Estávamos em Tacna num sábado; no domingo partimos para Arequipa. A paisagem era uma continuação da do dia anterior, um desfilar de vistas incríveis. Já falei que subimos e descemos os Andes incontáveis vezes, descidas e subidas que, de cada vez, tinham centenas de metros, e na maior parte do tempo continuava o deserto, sem nenhum pé de capim, nenhum cacto, nada vivo. Eventualmente, porém, lá no fundo das profundas ravinas escavadas entre as montanhas pela água dos degelos durante muitos milênios, havia alguma umidade, ou um riozinho, ou um laguinho – e por menor que fosse a presença da água, suscitava ela a presença da vida, e o verde florescia, e por muito pouco que fosse, normalmente dava origem a gente, uma ou duas famílias, pequeninas roças, poucos animais. Era muito lindo de ver! E logo voltava o deserto, soberano e colorido.

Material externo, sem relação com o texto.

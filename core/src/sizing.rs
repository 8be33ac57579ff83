//! Worst-case sizing of node reservations.
//!
//! Every insert may split the leaf it lands in and every index node on the path up to the root.
//! Every delete may push a larger separator key up the index, which in turn can split each index
//! level above the leaf. On top of that one root split is always budgeted, since a root split adds
//! a level to the tree.
//!
//! All quantities here are plain node counts. Signed values appear where a tree can temporarily
//! have more nodes promised than it has free, which happens once reserved nodes start being
//! consumed.

use crate::ops::Operations;

/// The number of nodes that must be held back so that `ops` can be applied to a tree of the given
/// depth without running out of nodes partway through.
///
/// An empty batch reserves exactly one node: the root split allowance.
pub fn reserve_nodes(depth: u16, ops: Operations) -> u64 {
    let height = depth as u64;

    // root split.
    let mut nodes = 1;

    if ops.deletes > 0 {
        // the delete term is floored at zero for trees of depth 0 or 1, which have no index
        // levels for a separator to propagate into.
        nodes += (ops.deletes as u64 * height.saturating_sub(1)).saturating_sub(1);
    }

    if ops.inserts > 0 {
        nodes += ops.inserts as u64 * height + 1;
    }

    nodes
}

/// Free nodes not promised to any reservation. Negative when reserved nodes have been consumed
/// from the free pool ahead of their release.
pub fn unreserved(free_nodes: u64, reserved_nodes: u64) -> i64 {
    free_nodes as i64 - reserved_nodes as i64
}

/// The total pool size a tree must be grown to in order to admit `reserve` more nodes, given
/// `available` unreserved nodes and `total_nodes` in the pool today.
///
/// If the result no longer fits into the free-space map, one more node is requested to hold the
/// additional map node.
///
/// Only meaningful when `reserve > available`.
pub fn growth_target(reserve: u64, available: i64, total_nodes: u64, map_bits: u64) -> u64 {
    debug_assert!(reserve as i64 > available);

    let mut need = (reserve as i64 + total_nodes as i64 - available) as u64;
    if need > map_bits {
        need += 1;
    }
    need
}

/// The nodes a context may still count on: everything unreserved plus whatever is left of its
/// own reservation, which is already carved out of `reserved_nodes`.
pub fn available_nodes(free_nodes: u64, reserved_nodes: u64, remaining: u64) -> i64 {
    unreserved(free_nodes, reserved_nodes) + remaining as i64
}

#[cfg(test)]
mod tests {
    use super::*;
    use quickcheck::{quickcheck, TestResult};

    #[test]
    fn empty_batch_reserves_root_split_only() {
        for depth in 0..10 {
            assert_eq!(reserve_nodes(depth, Operations::default()), 1);
        }
    }

    #[test]
    fn inserts_budget_every_level_plus_one() {
        // 1 + (2 * 3 + 1)
        assert_eq!(reserve_nodes(3, Operations::inserts(2)), 8);
        // 1 + (1 * 1 + 1)
        assert_eq!(reserve_nodes(1, Operations::inserts(1)), 3);
    }

    #[test]
    fn deletes_budget_index_levels() {
        // 1 + (4 * 2 - 1)
        assert_eq!(reserve_nodes(3, Operations::deletes(4)), 8);
        // 1 + (1 * 1 - 1)
        assert_eq!(reserve_nodes(2, Operations::deletes(1)), 1);
    }

    #[test]
    fn deletes_on_shallow_trees_do_not_underflow() {
        assert_eq!(reserve_nodes(1, Operations::deletes(5)), 1);
        assert_eq!(reserve_nodes(0, Operations::deletes(5)), 1);
    }

    #[test]
    fn mixed_batch() {
        // 1 + (3 * 3 - 1) + (2 * 4 + 1)
        assert_eq!(reserve_nodes(4, Operations::new(2, 3)), 18);
    }

    #[test]
    fn counts_beyond_sixteen_bits_are_not_truncated() {
        let ops = Operations::inserts(70_000);
        assert_eq!(reserve_nodes(2, ops), 1 + 70_000 * 2 + 1);
    }

    #[test]
    fn growth_target_covers_shortfall() {
        // 8 + 100 - 5
        assert_eq!(growth_target(8, 5, 100, 1024), 103);
    }

    #[test]
    fn growth_target_adds_map_node() {
        assert_eq!(growth_target(8, 5, 100, 103), 103);
        assert_eq!(growth_target(8, 5, 100, 102), 104);
    }

    #[test]
    fn growth_target_with_overcommitted_pool() {
        // available is negative once reservations have been consumed.
        assert_eq!(unreserved(2, 6), -4);
        assert_eq!(growth_target(3, -4, 50, 1024), 57);
    }

    #[test]
    fn available_nodes_adds_own_remainder() {
        assert_eq!(available_nodes(10, 8, 5), 7);
        assert_eq!(available_nodes(10, 8, 0), 2);
    }

    quickcheck! {
        fn reserve_is_monotone_in_inserts(depth: u16, inserts: u16, deletes: u16) -> TestResult {
            let depth = depth % 64 + 1;
            let ops = Operations::new(inserts as u32, deletes as u32);
            let more = Operations::new(inserts as u32 + 1, deletes as u32);
            TestResult::from_bool(reserve_nodes(depth, more) > reserve_nodes(depth, ops))
        }

        fn reserve_is_at_least_one(depth: u16, inserts: u32, deletes: u32) -> bool {
            reserve_nodes(depth, Operations::new(inserts, deletes)) >= 1
        }

        fn growth_target_exceeds_pool(reserve: u16, available: i16, total: u16) -> TestResult {
            let (reserve, available, total) = (reserve as u64, available as i64, total as u64);
            if reserve as i64 <= available {
                return TestResult::discard();
            }
            let need = growth_target(reserve, available, total, u64::MAX);
            TestResult::from_bool(need > total)
        }
    }
}
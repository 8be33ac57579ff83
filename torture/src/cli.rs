use clap::Parser;

#[derive(Parser, Debug)]
pub struct Cli {
    /// The 8-byte seed to use for the random number generator.
    ///
    /// If not provided, a random seed will be generated.
    pub seed: Option<u64>,

    /// The number of worker threads, each acting as its own execution context.
    #[clap(default_value = "8")]
    #[arg(long = "workers", short = 'w')]
    pub workers: usize,

    /// The number of batches each worker reserves for.
    #[clap(default_value = "10000")]
    #[arg(long = "iterations", short = 'i')]
    pub iterations: usize,

    /// The maximum number of inserts in a single batch.
    #[clap(default_value = "32")]
    #[arg(long = "max-inserts")]
    pub max_inserts: u32,

    /// The maximum number of deletes in a single batch.
    #[clap(default_value = "32")]
    #[arg(long = "max-deletes")]
    pub max_deletes: u32,

    /// The depth of the tree.
    #[clap(default_value = "3")]
    #[arg(long = "depth", short = 'd')]
    pub depth: u16,

    /// The number of nodes the tree starts with.
    #[clap(default_value = "64")]
    #[arg(long = "initial-nodes")]
    pub initial_nodes: u64,

    /// The number of nodes the tree can grow to. Once reached, reservations that need the tree
    /// to grow fail.
    #[clap(default_value = "65536")]
    #[arg(long = "capacity", short = 'c')]
    pub capacity: u64,

    /// The probability of keeping the nodes consumed by a batch allocated after it is done, as
    /// opposed to freeing them again.
    ///
    /// Accepted values are in the range of 0 to 100
    #[clap(default_value = "20")]
    #[clap(value_parser=clap::value_parser!(u8).range(0..=100))]
    #[arg(long = "retain-bias", short = 'r')]
    pub retain: u8,

    /// The probability of reserving a second time while a reservation is held.
    ///
    /// Accepted values are in the range of 0 to 100
    #[clap(default_value = "10")]
    #[clap(value_parser=clap::value_parser!(u8).range(0..=100))]
    #[arg(long = "nested-bias", short = 'n')]
    pub nested: u8,

    /// The probability of reserving without recording the reservation.
    ///
    /// Accepted values are in the range of 0 to 100
    #[clap(default_value = "5")]
    #[clap(value_parser=clap::value_parser!(u8).range(0..=100))]
    #[arg(long = "unrecorded-bias", short = 'u')]
    pub unrecorded: u8,

    /// The number of hash buckets in the reservation ledger. May not be zero.
    #[clap(default_value = "17")]
    #[arg(long = "buckets")]
    pub buckets: usize,

    /// Whether to collect and print metrics at the end of the run.
    #[clap(default_value = "false")]
    #[arg(long = "metrics")]
    pub metrics: bool,
}
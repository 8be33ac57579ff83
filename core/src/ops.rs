//! Batches of tree operations that a reservation must cover.

/// The number of record inserts and deletes a caller is about to perform against a tree.
///
/// Each count is independent. The legacy packed form, which carried both counts in one 32-bit
/// word, can be decoded with [`Operations::from_packed`].
#[derive(Debug, Default, Clone, Copy, PartialEq, Eq, Hash)]
#[cfg_attr(
    feature = "borsh",
    derive(borsh::BorshDeserialize, borsh::BorshSerialize)
)]
pub struct Operations {
    /// Number of record inserts.
    pub inserts: u32,
    /// Number of record deletes.
    pub deletes: u32,
}

const PACKED_FIELD_BITS: u32 = 16;
const PACKED_FIELD_MASK: u32 = (1 << PACKED_FIELD_BITS) - 1;

impl Operations {
    pub const fn new(inserts: u32, deletes: u32) -> Self {
        Operations { inserts, deletes }
    }

    /// A batch consisting only of inserts.
    pub const fn inserts(inserts: u32) -> Self {
        Operations::new(inserts, 0)
    }

    /// A batch consisting only of deletes.
    pub const fn deletes(deletes: u32) -> Self {
        Operations::new(0, deletes)
    }

    /// Decode the packed representation: inserts in the low 16 bits, deletes in the high 16.
    pub const fn from_packed(packed: u32) -> Self {
        Operations {
            inserts: packed & PACKED_FIELD_MASK,
            deletes: packed >> PACKED_FIELD_BITS,
        }
    }

    /// Encode into the packed representation.
    ///
    /// Returns `None` if either count does not fit into 16 bits.
    pub const fn to_packed(self) -> Option<u32> {
        if self.inserts > PACKED_FIELD_MASK || self.deletes > PACKED_FIELD_MASK {
            return None;
        }
        Some(self.inserts | (self.deletes << PACKED_FIELD_BITS))
    }

    pub const fn is_empty(&self) -> bool {
        self.inserts == 0 && self.deletes == 0
    }
}

#[cfg(test)]
mod tests {
    use super::Operations;

    #[test]
    fn packed_layout() {
        let ops = Operations::from_packed(0x0003_0007);
        assert_eq!(ops, Operations::new(7, 3));
        assert_eq!(ops.to_packed(), Some(0x0003_0007));
    }

    #[test]
    fn packed_rejects_wide_counts() {
        assert_eq!(Operations::inserts(1 << 16).to_packed(), None);
        assert_eq!(Operations::deletes(1 << 16).to_packed(), None);
        assert_eq!(Operations::new(0xffff, 0xffff).to_packed(), Some(u32::MAX));
    }

    #[test]
    fn empty() {
        assert!(Operations::default().is_empty());
        assert!(!Operations::deletes(1).is_empty());
    }
}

Conforme fomos nos aproximando do meio dia, pequeninos oásis começaram a aparecer naqueles pequenos planos entre as montanhas. Em alguns pequeninos oásis só havia algumas plantas; em outros já havia muitas plantas; em outros mais havia uma lhamita pastando. Começou a aparecer um ou outro oásis onde já havia uma casa, ou duas casas, pessoas, diversos animais. Estava para dar meio dia quando passamos por um oásis onde havia um restaurante que deveria ser o máximo: pelo menos à porta havia grande cartaz que anunciava de tudo: havia desde camarões até frango, passando por porcos, lhamas, alpacas e vicunhas. Não havia como não parar pois, entre outras coisas, era o primeiro lugar que a gente encontrava onde havia comida, e a fome já estava grande.

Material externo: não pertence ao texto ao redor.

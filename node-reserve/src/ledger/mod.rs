//! The reservation ledger: which execution context holds how many nodes of which tree.
//!
//! The ledger is a fixed array of buckets, each a chain of active reservation records, behind a
//! single lock. Callers never see records directly. They hold a [`ReservationSlot`], which
//! remembers the key it is active under so that release can find and retire the record.

#[cfg(loom)]
mod loom_tests;

#[cfg(loom)]
use loom::sync::Mutex;

#[cfg(not(loom))]
use parking_lot::Mutex;

use std::ops::DerefMut;

use tracing::warn;

use crate::{context::ContextId, tree::TreeId};

/// The key under which a reservation is recorded.
#[derive(Debug, Clone, Copy, PartialEq, Eq, Hash)]
pub struct ReservationKey {
    pub tree: TreeId,
    pub context: ContextId,
}

impl ReservationKey {
    pub fn new(tree: TreeId, context: ContextId) -> Self {
        ReservationKey { tree, context }
    }
}

/// Caller-owned handle to a reservation.
///
/// A fresh slot is unused. It becomes active when a reservation is admitted into it and unused
/// again once the reservation is released. A slot is active under at most one key at a time.
///
/// Dropping an active slot does not release the reservation: the nodes stay reserved for good.
#[derive(Debug, Default)]
pub struct ReservationSlot {
    active: Option<ReservationKey>,
}

impl ReservationSlot {
    pub fn new() -> Self {
        ReservationSlot::default()
    }

    pub fn is_active(&self) -> bool {
        self.active.is_some()
    }

    /// The key the slot is active under, if any.
    pub fn key(&self) -> Option<ReservationKey> {
        self.active
    }
}

impl Drop for ReservationSlot {
    fn drop(&mut self) {
        if let Some(key) = self.active {
            warn!(
                tree = key.tree.0,
                context = key.context.as_u64(),
                "reservation slot dropped while active, its nodes remain reserved"
            );
        }
    }
}

/// The result of recording a reservation.
#[derive(Debug, Clone, Copy, PartialEq, Eq)]
pub enum Insertion {
    /// A new record was linked and the slot is now active.
    Inserted,
    /// The key already had an active record. Nothing changed.
    AlreadyActive,
}

/// A summary of the active reservations against one tree.
#[derive(Debug, Default, Clone, Copy, PartialEq, Eq)]
#[cfg_attr(
    feature = "borsh",
    derive(borsh::BorshDeserialize, borsh::BorshSerialize)
)]
pub struct LedgerAudit {
    /// The number of active records.
    pub active: usize,
    /// The sum of admitted amounts.
    pub reserved: u64,
    /// The sum of admitted amounts not consumed yet.
    pub outstanding: u64,
}

#[derive(Debug)]
struct Record {
    key: ReservationKey,
    /// Nodes admitted.
    node_count: u64,
    /// Nodes consumed so far.
    new_nodes: u64,
}

impl Record {
    fn remaining(&self) -> u64 {
        self.node_count.saturating_sub(self.new_nodes)
    }
}

struct Buckets {
    chains: Vec<Vec<Record>>,
    active: usize,
}

pub(crate) struct Ledger {
    buckets: Mutex<Buckets>,
    num_buckets: usize,
}

impl Ledger {
    /// Create an empty ledger. `num_buckets` must be non-zero.
    pub fn new(num_buckets: usize) -> Self {
        assert!(num_buckets > 0, "the reservation ledger needs at least one bucket");
        Ledger {
            buckets: Mutex::new(Buckets {
                chains: (0..num_buckets).map(|_| Vec::new()).collect(),
                active: 0,
            }),
            num_buckets,
        }
    }

    /// Record a reservation of `node_count` nodes under `key`, activating `slot`.
    ///
    /// If `key` already holds an active reservation the ledger and `slot` are left untouched.
    ///
    /// Panics if `slot` is active under a different key.
    pub fn insert(
        &self,
        key: ReservationKey,
        slot: &mut ReservationSlot,
        node_count: u64,
    ) -> Insertion {
        let mut buckets = self.lock();
        let bucket = self.bucket_index(&key);

        if buckets.chains[bucket].iter().any(|r| r.key == key) {
            return Insertion::AlreadyActive;
        }

        if let Some(held) = slot.active {
            panic!(
                "reservation slot reused for {:?} while still active under {:?}",
                key, held
            );
        }

        buckets.chains[bucket].push(Record {
            key,
            node_count,
            new_nodes: 0,
        });
        buckets.active += 1;
        slot.active = Some(key);

        Insertion::Inserted
    }

    /// Retire the reservation held in `slot`, returning the number of nodes it had admitted.
    ///
    /// Returns 0 if the slot is not active.
    ///
    /// Panics if the slot is active under a key other than `key`, or is active but has no record.
    /// Either means the slot has been corrupted or used with another ledger.
    pub fn delete(&self, key: ReservationKey, slot: &mut ReservationSlot) -> u64 {
        let mut buckets = self.lock();

        let Some(held) = slot.active else {
            return 0;
        };

        if held != key {
            panic!(
                "reservation slot presented for {:?} is active under {:?}",
                key, held
            );
        }

        let bucket = self.bucket_index(&key);
        let chain = &mut buckets.chains[bucket];
        let Some(pos) = chain.iter().position(|r| r.key == key) else {
            panic!("reservation slot for {:?} has no record in the ledger", key);
        };

        let record = chain.swap_remove(pos);
        buckets.active -= 1;
        slot.active = None;

        record.node_count
    }

    /// The admitted nodes of `key` not consumed yet, or 0 if `key` has no active reservation.
    pub fn lookup(&self, key: ReservationKey) -> u64 {
        let buckets = self.lock();
        buckets.chains[self.bucket_index(&key)]
            .iter()
            .find(|r| r.key == key)
            .map_or(0, Record::remaining)
    }

    /// Account `delta` consumed nodes against the reservation of `key`. Does nothing if `key` has
    /// no active reservation.
    pub fn update(&self, key: ReservationKey, delta: u64) {
        let mut buckets = self.lock();
        let bucket = self.bucket_index(&key);
        if let Some(record) = buckets.chains[bucket].iter_mut().find(|r| r.key == key) {
            record.new_nodes = record.new_nodes.saturating_add(delta);
        }
    }

    /// Sum up the active reservations of one tree. Scans every bucket.
    pub fn audit(&self, tree: TreeId) -> LedgerAudit {
        let buckets = self.lock();
        buckets
            .chains
            .iter()
            .flatten()
            .filter(|r| r.key.tree == tree)
            .fold(LedgerAudit::default(), |mut audit, r| {
                audit.active += 1;
                audit.reserved += r.node_count;
                audit.outstanding += r.remaining();
                audit
            })
    }

    /// The number of active reservations across all trees.
    pub fn len(&self) -> usize {
        self.lock().active
    }

    fn bucket_index(&self, key: &ReservationKey) -> usize {
        (fxhash::hash64(key) % self.num_buckets as u64) as usize
    }

    #[cfg(not(loom))]
    fn lock(&self) -> impl DerefMut<Target = Buckets> + '_ {
        self.buckets.lock()
    }

    #[cfg(loom)]
    fn lock(&self) -> impl DerefMut<Target = Buckets> + '_ {
        // UNWRAP: poisoning only follows a panic inside the critical section, which loom reports.
        self.buckets.lock().unwrap()
    }
}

No momento, não me dei conta, mas aquele oásis onde estava o restaurante já fazia parte da cidade de Moquégua, da qual só vi fotografias, depois, mas que é também uma das lindas cidades do Peru.[1] Situada à 1.412 metros de altitude e a 154 km de Tacna, próxima à grande mina de cobre, entre outras coisas Moquégua ostenta, na sua Praça de Armas, uma piscina desenhada por Eiffel, aquele mesmo da Torre Eiffel, de Paris, e de tantos outros monumentos inesquecíveis por este mundo afora. Tenho a impressão que o grande arquiteto foi um grande viajante, pois a gente encontra suas marcas por todos os lados: lembro-me, neste momento, da belíssima estação de trem de Maputo, Moçambique, na costa Leste da África, a bela cidade banhada pelo Oceano Índico, e que tão bela era, que um dia fora chamada de “A pérola do Índico”. Eu estivera em Maputo em 1997, uns quatro anos depois que terminara uma guerra de 25 anos, e de repente, apesar da beleza da cidade, parara embasbacada diante da beleza ímpar da sua estação de trem. É bem verdade que estava com a pintura um tanto descascada e um tanto quanta maltratada, depois daqueles 25 anos de guerra, mas era impossível passar-se por ela sem reparar na beleza das suas linhas arquitetônicas.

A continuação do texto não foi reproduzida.